Think tanks cite Pennsylvania actuarial study in warning against hidden costs of switch from traditional pension to 401(k) plan

While Republican Gov. Chris Christie says New Jersey needs “to stop the insanity of a defined-benefit pension system that we cannot afford,” liberal policy analysts argue that New Jersey cannot afford the hidden costs of switching to a 401K-style pension plan either.

Launching a preemptive strike while Christie’s pension commission is still reviewing options, New Jersey Policy Perspective teamed with Pennsylvania’s Keystone Research Center to issue their own pension policy paper yesterday. The two think tanks concluded that shifting new employees out of the current defined-benefit pension plan would increase New Jersey’s future pension costs by some $42 billion and result in smaller retirement checks for those switched into defined-contribution plans.

“Most states that have considered switching employees to 401(k)-type accounts have rejected doing so because it risks putting a severe burden on taxpayers,” said Stephen Herzenberg, Keystone’s executive director. He noted that only Michigan, Alaska, and West Virginia have made the switch — and that West Virginia changed back.

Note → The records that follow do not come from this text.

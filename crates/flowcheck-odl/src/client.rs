//! RESTCONF client with a per-client response cache.

use crate::feeds::{self, InventoryNode, TopoLink};
use crate::rest::{HttpRestClient, RestFetch};
use flowcheck_topology::ControllerInfo;
use flowcheck_types::NodeId;
use parking_lot::Mutex;
use serde_json::Value;
use std::collections::HashMap;
use std::sync::Arc;
use tracing::debug;

/// The base OpenFlow topology maintained by the controller.
pub const BASE_TOPOLOGY: &str = "flow:1";
/// The segment-routing overlay topology.
pub const SR_TOPOLOGY: &str = "flow:1:sr";

/// Read access to one controller's RESTCONF datastores.
///
/// Responses are cached per URL for the lifetime of the client, so a
/// validation run fetches each document at most once no matter how
/// many feeds consume it. Ownership queries bypass the cache; they
/// must reflect the cluster's current state.
pub struct OdlClient {
    controller: ControllerInfo,
    rest: Arc<dyn RestFetch>,
    cache: Mutex<HashMap<String, Value>>,
}

impl OdlClient {
    pub fn new(controller: ControllerInfo, rest: Arc<dyn RestFetch>) -> Self {
        OdlClient {
            controller,
            rest,
            cache: Mutex::new(HashMap::new()),
        }
    }

    /// A client talking HTTP to the given controller.
    pub fn connect(controller: &ControllerInfo) -> Result<Self, reqwest::Error> {
        let rest = HttpRestClient::new(controller)?;
        Ok(OdlClient::new(controller.clone(), Arc::new(rest)))
    }

    pub fn controller(&self) -> &ControllerInfo {
        &self.controller
    }

    /// Fetches and decodes one document. Unreachable, empty and
    /// undecodable responses all come back as absent.
    async fn fetch(&self, url: &str, use_cache: bool) -> Option<Value> {
        if use_cache {
            if let Some(hit) = self.cache.lock().get(url) {
                return Some(hit.clone());
            }
        }

        let body = self.rest.get(url).await?;
        if body.is_empty() {
            debug!(url, "empty response body");
            return None;
        }
        let value: Value = match serde_json::from_str(&body) {
            Ok(value) => value,
            Err(err) => {
                debug!(url, error = %err, "response is not valid json");
                return None;
            }
        };

        if use_cache {
            self.cache.lock().insert(url.to_string(), value.clone());
        }
        Some(value)
    }

    /// The named topology document from the operational datastore.
    pub async fn topology(&self, name: &str) -> Option<Value> {
        let url = format!(
            "{}/network-topology:network-topology/topology/{}",
            self.controller.operational_url(),
            name
        );
        let data = self.fetch(&url, true).await?;
        data.get("topology")?.as_array()?.first().cloned()
    }

    /// Switch node ids present in the named topology. Host and
    /// anycast entries are not switches and are dropped.
    pub async fn topology_node_ids(&self, name: &str) -> Vec<NodeId> {
        match self.topology(name).await {
            Some(topology) => feeds::parse_topology_node_ids(&topology),
            None => Vec::new(),
        }
    }

    /// Switch-to-switch links present in the named topology.
    pub async fn topology_links(&self, name: &str) -> Vec<TopoLink> {
        match self.topology(name).await {
            Some(topology) => feeds::parse_topology_links(&topology),
            None => Vec::new(),
        }
    }

    /// The config datastore inventory.
    pub async fn config_inventory(&self) -> Vec<InventoryNode> {
        let url = format!("{}/opendaylight-inventory:nodes", self.controller.config_url());
        match self.fetch(&url, true).await {
            Some(data) => feeds::parse_inventory(&data, "group-id"),
            None => Vec::new(),
        }
    }

    /// The operational datastore inventory.
    pub async fn operational_inventory(&self) -> Vec<InventoryNode> {
        let url = format!(
            "{}/opendaylight-inventory:nodes",
            self.controller.operational_url()
        );
        match self.fetch(&url, true).await {
            Some(data) => feeds::parse_inventory(&data, "group-id"),
            None => Vec::new(),
        }
    }

    /// The forwarding manager's mirror of the inventory. Its groups
    /// carry their id under `id` rather than `group-id`.
    pub async fn fm_inventory(&self) -> Vec<InventoryNode> {
        let url = self.controller.operational_fm_url("openflow:nodes");
        match self.fetch(&url, true).await {
            Some(data) => feeds::parse_inventory(&data, "id"),
            None => Vec::new(),
        }
    }

    /// Switches the controller currently holds a channel to, read
    /// from the operational inventory.
    pub async fn connected_node_ids(&self) -> Vec<NodeId> {
        self.operational_inventory()
            .await
            .into_iter()
            .map(|node| node.id)
            .collect()
    }

    /// Computed point-to-point paths.
    pub async fn paths(&self) -> Vec<Value> {
        self.fm_list("path:paths", "paths", "path").await
    }

    /// Computed ethernet lines.
    pub async fn elines(&self) -> Vec<Value> {
        self.fm_list("eline:elines", "elines", "eline").await
    }

    /// Computed tree paths.
    pub async fn treepaths(&self) -> Vec<Value> {
        self.fm_list("tree-path:treepaths", "treepaths", "treepath")
            .await
    }

    /// Computed ethernet trees.
    pub async fn etrees(&self) -> Vec<Value> {
        self.fm_list("etree:etrees", "etrees", "etree").await
    }

    /// Per-node MPLS path programming.
    pub async fn path_mpls_nodes(&self) -> Option<Value> {
        self.fm_node_container("path-mpls:mpls-nodes", "mpls-nodes")
            .await
    }

    /// Per-node MPLS eline programming.
    pub async fn eline_mpls_nodes(&self) -> Option<Value> {
        self.fm_node_container("eline-mpls:eline-nodes", "eline-nodes")
            .await
    }

    /// Per-node segment-routing etree programming.
    pub async fn etree_sr_nodes(&self) -> Option<Value> {
        self.fm_node_container("etree-sr:etree-nodes", "etree-nodes")
            .await
    }

    /// Per-node segment-routing containers embedded in the named
    /// topology's node list.
    pub async fn sr_calculated_containers(&self, name: &str) -> Vec<Value> {
        let Some(topology) = self.topology(name).await else {
            return Vec::new();
        };
        let Some(nodes) = topology.get("node").and_then(Value::as_array) else {
            return Vec::new();
        };
        let container_key = self.controller.fm_container("sr:sr");
        nodes
            .iter()
            .filter_map(|node| node.get(container_key.as_str()).cloned())
            .collect()
    }

    /// The cluster member currently owning the given switch entity,
    /// for example `member-2`. Never served from cache.
    pub async fn entity_owner(&self, node: &NodeId) -> Option<String> {
        let url = format!(
            "{}/entity-owners:entity-owners/entity-type/org.opendaylight.mdsal.ServiceEntityType/entity/%2Fodl-general-entity%3Aentity%5Bodl-general-entity%3Aname%3D%27{}%27%5D",
            self.controller.operational_url(),
            node
        );
        let data = self.fetch(&url, false).await?;
        feeds::parse_entity_owner(&data)
    }

    async fn fm_list(&self, container: &str, outer: &str, inner: &str) -> Vec<Value> {
        let url = self.controller.operational_fm_url(container);
        let Some(data) = self.fetch(&url, true).await else {
            return Vec::new();
        };
        data.get(outer)
            .and_then(|list| list.get(inner))
            .and_then(Value::as_array)
            .cloned()
            .unwrap_or_default()
    }

    async fn fm_node_container(&self, container: &str, key: &str) -> Option<Value> {
        let url = self.controller.operational_fm_url(container);
        let data = self.fetch(&url, true).await?;
        data.get(key).cloned()
    }
}
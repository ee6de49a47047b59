//! Neutral records for switch-reported state.

use flowcheck_types::Cookie;

/// One flow entry as the switch reports it.
///
/// `id` is the switch-local entry number and means nothing to the
/// controller; correlation happens through the cookie. Fields the
/// switch did not print stay unset.
#[derive(Debug, Clone, PartialEq, Eq)]
pub struct LiveFlow {
    pub id: String,
    pub table: Option<u8>,
    pub cookie: Option<Cookie>,
    pub packets: Option<u64>,
    pub bytes: Option<u64>,
}

impl LiveFlow {
    pub(crate) fn new(id: impl Into<String>, table: Option<u8>) -> Self {
        LiveFlow {
            id: id.into(),
            table,
            cookie: None,
            packets: None,
            bytes: None,
        }
    }
}

/// One group entry as the switch reports it.
#[derive(Debug, Clone, PartialEq, Eq)]
pub struct LiveGroup {
    pub id: u32,
    pub packets: Option<u64>,
    pub bytes: Option<u64>,
}

impl LiveGroup {
    pub(crate) fn new(id: u32) -> Self {
        LiveGroup {
            id,
            packets: None,
            bytes: None,
        }
    }
}
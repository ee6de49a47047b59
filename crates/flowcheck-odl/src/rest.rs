//! The HTTP transport seam.

use async_trait::async_trait;
use flowcheck_topology::ControllerInfo;
use std::time::Duration;
use tracing::debug;

/// Per-request timeout. The orchestration above imposes no deadline
/// of its own.
const REQUEST_TIMEOUT: Duration = Duration::from_secs(30);

/// Issues a GET and returns the body, or nothing.
///
/// Transport failures and non-200 statuses both collapse to `None`;
/// callers treat a missing body as "this source has no data", never
/// as an error.
#[async_trait]
pub trait RestFetch: Send + Sync {
    async fn get(&self, url: &str) -> Option<String>;
}

/// [`RestFetch`] over reqwest with the controller's basic-auth
/// credentials. Controllers commonly run self-signed TLS, so
/// certificate validation is off.
pub struct HttpRestClient {
    http: reqwest::Client,
    user: String,
    password: String,
}

impl HttpRestClient {
    pub fn new(controller: &ControllerInfo) -> Result<Self, reqwest::Error> {
        let http = reqwest::Client::builder()
            .danger_accept_invalid_certs(true)
            .timeout(REQUEST_TIMEOUT)
            .build()?;
        Ok(HttpRestClient {
            http,
            user: controller.user.clone(),
            password: controller.password.clone(),
        })
    }
}

#[async_trait]
impl RestFetch for HttpRestClient {
    async fn get(&self, url: &str) -> Option<String> {
        let response = match self
            .http
            .get(url)
            .basic_auth(&self.user, Some(&self.password))
            .send()
            .await
        {
            Ok(response) => response,
            Err(err) => {
                debug!(url, error = %err, "request failed");
                return None;
            }
        };

        if response.status() != reqwest::StatusCode::OK {
            debug!(url, status = %response.status(), "data not found");
            return None;
        }

        match response.text().await {
            Ok(body) => Some(body),
            Err(err) => {
                debug!(url, error = %err, "failed to read response body");
                None
            }
        }
    }
}
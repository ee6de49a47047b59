//! The entity registry: switches, hosts, controllers and their lookups.

use crate::{
    ControllerInfo, Host, LinkConfig, Switch, SwitchKind, TopologyConfig,
};
use flowcheck_types::NodeId;
use rand::seq::IteratorRandom;
use std::collections::{BTreeMap, HashMap};
use std::sync::Arc;
use tracing::{debug, warn};

/// The registry every data source folds into.
///
/// Switches live in an arena indexed three ways (configured name,
/// `openflow:<dpid>` name, hex dpid) so any feed's spelling of a
/// switch resolves to the same instance. Entities are only ever
/// created and enriched during a run, never removed.
pub struct Topology {
    switches: Vec<Arc<Switch>>,
    by_name: HashMap<String, usize>,
    by_openflow_name: HashMap<String, usize>,
    by_dpid: HashMap<String, usize>,
    hosts: Vec<Host>,
    hosts_by_name: HashMap<String, usize>,
    hosts_by_openflow_name: HashMap<String, usize>,
    controllers: BTreeMap<String, ControllerInfo>,
    default_ctrl: ControllerInfo,
}

impl Topology {
    /// Builds the registry from a configuration document.
    ///
    /// Declared hosts, switches and links are registered up front;
    /// feeds enrich them later. With no controllers configured one is
    /// synthesized with stock settings. One controller is picked at
    /// random as the read endpoint for the run; cluster members are
    /// equivalent for reads, so this just spreads load across runs.
    pub fn from_config(config: &TopologyConfig) -> Self {
        let mut controllers = BTreeMap::new();
        for ctrl in &config.controller {
            controllers.insert(
                ctrl.name.clone(),
                ctrl.to_info(config.controller_vip.as_ref()),
            );
        }
        if controllers.is_empty() {
            let mut info = ControllerInfo::with_defaults("c0");
            info.vip = config.controller_vip.clone();
            controllers.insert(info.name.clone(), info);
        }
        let default_ctrl = controllers
            .values()
            .choose(&mut rand::thread_rng())
            .cloned()
            .unwrap_or_else(|| ControllerInfo::with_defaults("c0"));
        debug!(controller = %default_ctrl.name, "selected default controller");

        let mut topology = Topology {
            switches: Vec::new(),
            by_name: HashMap::new(),
            by_openflow_name: HashMap::new(),
            by_dpid: HashMap::new(),
            hosts: Vec::new(),
            hosts_by_name: HashMap::new(),
            hosts_by_openflow_name: HashMap::new(),
            controllers,
            default_ctrl,
        };

        for host in &config.host {
            topology.add_host(Host::new(&host.name));
        }
        for switch in &config.switch {
            if topology.find_switch(&switch.name).is_some() {
                warn!(switch = %switch.name, "duplicate switch in configuration, keeping first");
                continue;
            }
            topology.add_switch(Switch::new(
                &switch.name,
                switch.dpid,
                SwitchKind::from_config_name(switch.kind.as_deref()),
                true,
            ));
        }
        topology.declare_links(&config.link);

        topology
    }

    /// An empty registry with a stock controller, mostly for tests.
    pub fn empty() -> Self {
        Topology::from_config(&TopologyConfig::default())
    }

    fn add_switch(&mut self, switch: Switch) -> Arc<Switch> {
        let switch = Arc::new(switch);
        let index = self.switches.len();
        self.by_name.insert(switch.name.clone(), index);
        self.by_openflow_name
            .insert(switch.openflow_name.as_str().to_string(), index);
        self.by_dpid.insert(switch.dpid.to_string(), index);
        self.switches.push(Arc::clone(&switch));
        switch
    }

    /// Resolves a switch through the key schemes in priority order:
    /// configured name, `openflow:*` name, bare decimal dpid with the
    /// prefix applied, hex dpid.
    pub fn find_switch(&self, key: &str) -> Option<&Arc<Switch>> {
        let index = self
            .by_name
            .get(key)
            .or_else(|| self.by_openflow_name.get(key))
            .or_else(|| self.by_openflow_name.get(&format!("openflow:{key}")))
            .or_else(|| self.by_dpid.get(key))?;
        self.switches.get(*index)
    }

    /// Resolves a switch, synthesizing one from an `openflow:<dpid>`
    /// feed id on first reference. Ids that are not OpenFlow node ids
    /// resolve to nothing.
    pub fn find_or_create_switch(&mut self, node: &NodeId) -> Option<Arc<Switch>> {
        if let Some(existing) = self.find_switch(node.as_str()) {
            return Some(Arc::clone(existing));
        }
        match Switch::from_openflow_name(node) {
            Some(switch) => {
                debug!(node = %node, "discovered switch not present in configuration");
                Some(self.add_switch(switch))
            }
            None => {
                debug!(node = %node, "ignoring non-openflow node id");
                None
            }
        }
    }

    pub fn switches(&self) -> impl Iterator<Item = &Arc<Switch>> {
        self.switches.iter()
    }

    pub fn switch_count(&self) -> usize {
        self.switches.len()
    }

    fn add_host(&mut self, host: Host) {
        let index = self.hosts.len();
        self.hosts_by_name.insert(host.name.clone(), index);
        self.hosts_by_openflow_name
            .insert(host.openflow_name.as_str().to_string(), index);
        self.hosts.push(host);
    }

    /// Resolves a host by name, `host:*` id, or bare name with the
    /// prefix applied.
    pub fn find_host(&self, key: &str) -> Option<&Host> {
        let index = self
            .hosts_by_name
            .get(key)
            .or_else(|| self.hosts_by_openflow_name.get(key))
            .or_else(|| self.hosts_by_openflow_name.get(&format!("host:{key}")))?;
        self.hosts.get(*index)
    }

    pub fn hosts(&self) -> impl Iterator<Item = &Host> {
        self.hosts.iter()
    }

    pub fn controller(&self, name: &str) -> Option<&ControllerInfo> {
        self.controllers.get(name)
    }

    pub fn controllers(&self) -> impl Iterator<Item = &ControllerInfo> {
        self.controllers.values()
    }

    /// The controller all read queries in this run go through.
    pub fn default_controller(&self) -> &ControllerInfo {
        &self.default_ctrl
    }

    /// Registers declared links on their endpoint switches. Ports not
    /// spelled out are drawn per switch in declaration order starting
    /// at 1. Switch-to-switch links register on both endpoints;
    /// switch-to-host links only on the switch side.
    fn declare_links(&mut self, links: &[LinkConfig]) {
        let mut next_ports: HashMap<String, u32> = HashMap::new();

        for link in links {
            let src_switch = self.find_switch(&link.source).cloned();
            let dst_switch = self.find_switch(&link.destination).cloned();
            let src_host = match src_switch {
                None => self.find_host(&link.source).cloned(),
                Some(_) => None,
            };
            let dst_host = match dst_switch {
                None => self.find_host(&link.destination).cloned(),
                Some(_) => None,
            };

            let src_port = src_switch.as_ref().map(|switch| {
                link.source_port
                    .unwrap_or_else(|| next_port(&mut next_ports, switch.openflow_name.as_str()))
            });
            let dst_port = dst_switch.as_ref().map(|switch| {
                link.destination_port
                    .unwrap_or_else(|| next_port(&mut next_ports, switch.openflow_name.as_str()))
            });

            match (&src_switch, &dst_switch, &src_host, &dst_host) {
                (Some(src), Some(dst), _, _) => {
                    let src_id = port_id(src, src_port);
                    let dst_id = port_id(dst, dst_port);
                    src.state().link(&src_id).declare_destination(&dst_id);
                    dst.state().link(&dst_id).declare_destination(&src_id);
                }
                (Some(src), None, _, Some(host)) => {
                    src.state()
                        .link(&port_id(src, src_port))
                        .declare_destination(host.openflow_name.as_str());
                }
                (None, Some(dst), Some(host), _) => {
                    dst.state()
                        .link(&port_id(dst, dst_port))
                        .declare_destination(host.openflow_name.as_str());
                }
                _ => {
                    warn!(
                        source = %link.source,
                        destination = %link.destination,
                        "link endpoint not found in configuration, skipping"
                    );
                }
            }
        }
    }
}

fn next_port(next_ports: &mut HashMap<String, u32>, switch: &str) -> u32 {
    let counter = next_ports.entry(switch.to_string()).or_insert(1);
    let port = *counter;
    *counter += 1;
    port
}

fn port_id(switch: &Switch, port: Option<u32>) -> String {
    // Port is always assigned for a resolved switch endpoint.
    let port = port.unwrap_or(0);
    format!("{}:{}", switch.openflow_name, port)
}

#[cfg(test)]
mod tests {
    use super::*;
    use pretty_assertions::assert_eq;

    fn config(text: &str) -> TopologyConfig {
        serde_yaml::from_str(text).unwrap()
    }

    fn three_switch_config() -> TopologyConfig {
        config(
            r#"
switch:
  - name: s1
    dpid: "0x1"
  - name: s2
    dpid: "0x2"
  - name: s3
    dpid: "0x1f"
host:
  - name: h1
link:
  - source: s1
    destination: s2
  - source: s1
    destination: h1
  - source: h1
    destination: s3
"#,
        )
    }

    #[test]
    fn test_lookup_by_any_key_scheme_resolves_same_switch() {
        let topology = Topology::from_config(&three_switch_config());

        let by_name = topology.find_switch("s3").unwrap();
        let by_openflow = topology.find_switch("openflow:31").unwrap();
        let by_bare_decimal = topology.find_switch("31").unwrap();
        let by_dpid = topology.find_switch("0x1f").unwrap();

        assert!(Arc::ptr_eq(by_name, by_openflow));
        assert!(Arc::ptr_eq(by_name, by_bare_decimal));
        assert!(Arc::ptr_eq(by_name, by_dpid));
    }

    #[test]
    fn test_find_or_create_synthesizes_once() {
        let mut topology = Topology::empty();
        let node = NodeId::from("openflow:42");

        let first = topology.find_or_create_switch(&node).unwrap();
        let second = topology.find_or_create_switch(&node).unwrap();

        assert!(Arc::ptr_eq(&first, &second));
        assert_eq!(topology.switch_count(), 1);
        assert!(!first.expected);
    }

    #[test]
    fn test_find_or_create_rejects_non_openflow_ids() {
        let mut topology = Topology::empty();
        assert!(topology
            .find_or_create_switch(&NodeId::from("host:h1"))
            .is_none());
        assert_eq!(topology.switch_count(), 0);
    }

    #[test]
    fn test_default_controller_synthesized_when_unconfigured() {
        let topology = Topology::empty();
        let ctrl = topology.default_controller();
        assert_eq!(ctrl.name, "c0");
        assert_eq!(ctrl.port, 8181);
    }

    #[test]
    fn test_controller_vip_applies_to_synthesized_controller() {
        let topology = Topology::from_config(&config("controller_vip: 10.0.0.5"));
        assert_eq!(
            topology.default_controller().vip.as_deref(),
            Some("10.0.0.5")
        );
    }

    #[test]
    fn test_links_register_on_both_switch_endpoints() {
        let topology = Topology::from_config(&three_switch_config());

        let s1 = topology.find_switch("s1").unwrap();
        let s2 = topology.find_switch("s2").unwrap();

        assert_eq!(
            s1.state().link("openflow:1:1").destination.as_deref(),
            Some("openflow:2:1")
        );
        assert_eq!(
            s2.state().link("openflow:2:1").destination.as_deref(),
            Some("openflow:1:1")
        );
    }

    #[test]
    fn test_host_links_register_on_switch_side_only() {
        let topology = Topology::from_config(&three_switch_config());

        // Second link on s1 draws the next port.
        let s1 = topology.find_switch("s1").unwrap();
        assert_eq!(
            s1.state().link("openflow:1:2").destination.as_deref(),
            Some("host:h1")
        );

        // Host-to-switch declaration registers on the switch too.
        let s3 = topology.find_switch("s3").unwrap();
        assert_eq!(
            s3.state().link("openflow:31:1").destination.as_deref(),
            Some("host:h1")
        );
    }

    #[test]
    fn test_host_lookup_schemes() {
        let topology = Topology::from_config(&three_switch_config());
        assert!(topology.find_host("h1").is_some());
        assert!(topology.find_host("host:h1").is_some());
        assert!(topology.find_host("h2").is_none());
    }
}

Herzenberg said actuaries for Pennsylvania’s two largest pension systems estimated that pulling new employees — and their pension contributions — out of the state’s defined-benefit plan would add $42 billion over 30 years to the cost of pensions for retirees and workers already in the current plan. “When Pennsylvania’s legislature got that eye-popping estimate in May and June of last year, that led Pennsylvania to back away from a switch to a defined-contribution account,” he said.

While New Jersey pension actuaries have not conducted a similar study, Herzenberg and Gordon MacInnes, NJPP’s president, said the $42 billion projection for Pennsylvania is a good back-of-the-envelope estimate for New Jersey because the two state pension systems have approximately the same total assets, unfunded liabilities, funding ratios, benefit levels, and number of retirees.

“The real pension problem in New Jersey is not pension-plan design, but the state’s failure across numerous gubernatorial administrations to make the required contributions,” Herzenberg said. “A lot of states have not made contributions, but New Jersey ranks 50th for share of contributions made compared to the amount that should have been made since 2003” — a period that spans seven fiscal years under Democratic governors and five budgets under Christie.

MacInnes specifically cited Christie’s decision to cut $2.4 billion in pension contributions in the wake of last April’s plunge in income tax revenues, breaking his 2011 promise to ramp up to full actuarially required funding of the state’s massively underfunded pension system by 2018.